* [WORK ORDER]: Within the entries below, find the portion that opens with the line containing "#![cfg_attr(not(test), no_std)]" and closes with the line containing "self.regs.write(TIM2_PSC, timing::PRESCALER);". Retype that portion exactly and only.

====== RECORDS SHOWN

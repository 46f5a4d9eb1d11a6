// LabWired - Firmware Simulation Platform
// Copyright (C) 2026 Andrii Shylenko
//
// This software is released under the MIT License.
// See the LICENSE file in the project root for full license information.

//! Blinks PC13 on an STM32F103 once per TIM2 overflow.
//!
//! The timer counts at 1 kHz and overflows every 1000 counts. The main loop
//! polls the update flag and flips the pin in hardware, so the LED toggles at
//! 1 Hz with a 50% duty cycle. Register traffic goes through
//! [`RegisterAccess`] so the same sequence runs on silicon via [`Mmio`] and on
//! the host against a simulated bus.

#![cfg_attr(not(test), no_std)]

pub mod map;
pub mod regs;
pub mod timing;

pub use regs::{Mmio, RegisterAccess};

use map::*;

pub struct Blinker<R: RegisterAccess> {
    regs: R,
}

impl<R: RegisterAccess> Blinker<R> {
    pub fn new(regs: R) -> Self {
        Self { regs }
    }

    /// Clock gates, pin mode, timer period, then start counting.
    pub fn init(&mut self) {
        // Enable GPIOC and TIM2 clocks
        self.regs.set_bits(RCC_APB2ENR, RCC_APB2ENR_IOPCEN);
        self.regs.set_bits(RCC_APB1ENR, RCC_APB1ENR_TIM2EN);

        // Configure PC13 as general purpose push-pull output, 2 MHz
        self.regs.clear_bits(GPIOC_CRH, GPIO_CRH_PC13_MASK);
        self.regs
            .set_bits(GPIOC_CRH, GPIO_MODE_OUTPUT_PP_2MHZ << GPIO_CRH_PC13_SHIFT);

        self.regs.write(TIM2_PSC, timing::PRESCALER);
        self.regs.write(TIM2_ARR, timing::AUTO_RELOAD);

        self.regs.set_bits(TIM2_CR1, TIM_CR1_CEN);
    }

    /// One pass of the main loop. Returns `true` if an update event was
    /// consumed and the pin flipped.
    pub fn poll(&mut self) -> bool {
        if self.regs.read(TIM2_SR) & TIM_SR_UIF == 0 {
            return false;
        }

        self.regs.toggle_bits(GPIOC_ODR, GPIO_ODR_ODR13);
        // rc_w0: keep every other latched flag as read
        self.regs.clear_bits(TIM2_SR, TIM_SR_UIF);
        true
    }

    pub fn run(mut self) -> ! {
        self.init();
        loop {
            self.poll();
        }
    }

    pub fn regs(&self) -> &R {
        &self.regs
    }

    pub fn regs_mut(&mut self) -> &mut R {
        &mut self.regs
    }

    pub fn into_inner(self) -> R {
        self.regs
    }
}

/// Firmware entry helper: bring up the hardware and blink forever.
pub fn run_blinker<R: RegisterAccess>(regs: R) -> ! {
    Blinker::new(regs).run()
}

============

* [EXERCISE OUTPUT]:
#![cfg_attr(not(test), no_std)]

pub mod map;
pub mod regs;
pub mod timing;

pub use regs::{Mmio, RegisterAccess};

use map::*;

pub struct Blinker<R: RegisterAccess> {
    regs: R,
}

impl<R: RegisterAccess> Blinker<R> {
    pub fn new(regs: R) -> Self {
        Self { regs }
    }

    /// Clock gates, pin mode, timer period, then start counting.
    pub fn init(&mut self) {
        // Enable GPIOC and TIM2 clocks
        self.regs.set_bits(RCC_APB2ENR, RCC_APB2ENR_IOPCEN);
        self.regs.set_bits(RCC_APB1ENR, RCC_APB1ENR_TIM2EN);

        // Configure PC13 as general purpose push-pull output, 2 MHz
        self.regs.clear_bits(GPIOC_CRH, GPIO_CRH_PC13_MASK);
        self.regs
            .set_bits(GPIOC_CRH, GPIO_MODE_OUTPUT_PP_2MHZ << GPIO_CRH_PC13_SHIFT);

        self.regs.write(TIM2_PSC, timing::PRESCALER);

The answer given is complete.